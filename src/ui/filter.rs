//! Platform filter popup

use ratatui::{
    prelude::*,
    widgets::{Block, BorderType, Borders, Clear, List, ListItem, ListState},
};

use crate::discovery::PlatformSet;
use crate::models::Platform;
use crate::ui::Theme;

/// Render the selector centered over `area`
pub fn render_filter(frame: &mut Frame, area: Rect, pending: &PlatformSet, cursor: usize) {
    let popup = centered_rect(area, 40, Platform::ALL.len() as u16 + 4);
    frame.render_widget(Clear, popup);

    let block = Block::default()
        .borders(Borders::ALL)
        .border_type(BorderType::Rounded)
        .border_style(Theme::border_focused())
        .style(Theme::card())
        .title(Span::styled(" PLATFORMS ", Theme::title()))
        .title_bottom(Line::from(Span::styled(" space:toggle  enter:apply ", Theme::dimmed())).centered());

    let items: Vec<ListItem> = Platform::ALL
        .iter()
        .map(|platform| {
            let check = if pending.contains(*platform) { "[x]" } else { "[ ]" };
            ListItem::new(Line::from(vec![
                Span::styled(format!(" {} ", check), Theme::keybind()),
                Span::styled(format!(" {} ", platform.badge()), Theme::platform_badge(*platform)),
                Span::raw(" "),
                Span::raw(platform.wire_name()),
            ]))
        })
        .collect();

    let list = List::new(items)
        .block(block)
        .highlight_style(Theme::selected())
        .highlight_symbol("▶");

    let mut state = ListState::default().with_selected(Some(cursor));
    frame.render_stateful_widget(list, popup, &mut state);
}

/// Rect of at most `width` x `height` centered in `area`
pub fn centered_rect(area: Rect, width: u16, height: u16) -> Rect {
    let width = width.min(area.width);
    let height = height.min(area.height);
    Rect {
        x: area.x + (area.width - width) / 2,
        y: area.y + (area.height - height) / 2,
        width,
        height,
    }
}

#[cfg(test)]
mod tests {
    use super::*;

    #[test]
    fn test_centered_rect_clamps_to_area() {
        let area = Rect::new(0, 0, 20, 5);
        let rect = centered_rect(area, 40, 12);
        assert_eq!(rect, Rect::new(0, 0, 20, 5));

        let rect = centered_rect(Rect::new(0, 0, 80, 24), 40, 12);
        assert_eq!(rect, Rect::new(20, 6, 40, 12));
    }
}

=-=-=-=-=

◆ WHAT TO PRODUCE
A verbatim repeat of all the entries above is the required answer.

◆ RESPONSE TO THIS TASK
filename src/ui/filter.rs
//! Platform filter popup

use ratatui::{
    prelude::*,
    widgets::{Block, BorderType, Borders, Clear, List, ListItem, ListState},
};

use crate::discovery::PlatformSet;
use crate::models::Platform;
use crate::ui::Theme;

/// Render the selector centered over `area`
pub fn render_filter(frame: &mut Frame, area: Rect, pending: &PlatformSet, cursor: usize) {
    let popup = centered_rect(area, 40, Platform::ALL.len() as u16 + 4);
    frame.render_widget(Clear, popup);

    let block = Block::default()
        .borders(Borders::ALL)
        .border_type(BorderType::Rounded)
        .border_style(Theme::border_focused())
        .style(Theme::card())
        .title(Span::styled(" PLATFORMS ", Theme::title()))
        .title_bottom(Line::from(Span::styled(" space:toggle  enter:apply ", Theme::dimmed())).centered());

    let items: Vec<ListItem> = Platform::ALL
        .iter()
        .map(|platform| {
            let check = if pending.contains(*platform) { "[x]" } else { "[ ]" };
            ListItem::new(Line::from(vec![
                Span::styled(format!(" {} ", check), Theme::keybind()),
                Span::styled(format!(" {} ", platform.badge()), Theme::platform_badge(*platform)),
                Span::raw(" "),
                Span::raw(platform.wire_name()),
            ]))
        })
        .collect();

    let list = List::new(items)
        .block(block)
        .highlight_style(Theme::selected())
        .highlight_symbol("▶");

    let mut state = ListState::default().with_selected(Some(cursor));
    frame.render_stateful_widget(list, popup, &mut state);
}

/// Rect of at most `width` x `height` centered in `area`
pub fn centered_rect(area: Rect, width: u16, height: u16) -> Rect {
    let width = width.min(area.width);
    let height = height.min(area.height);
    Rect {
        x: area.x + (area.width - width) / 2,
        y: area.y + (area.height - height) / 2,
        width,
        height,
    }
}

#[cfg(test)]
mod tests {
    use super::*;

    #[test]
    fn test_centered_rect_clamps_to_area() {
        let area = Rect::new(0, 0, 20, 5);
        let rect = centered_rect(area, 40, 12);
        assert_eq!(rect, Rect::new(0, 0, 20, 5));

        let rect = centered_rect(Rect::new(0, 0, 80, 24), 40, 12);
        assert_eq!(rect, Rect::new(20, 6, 40, 12));
    }
}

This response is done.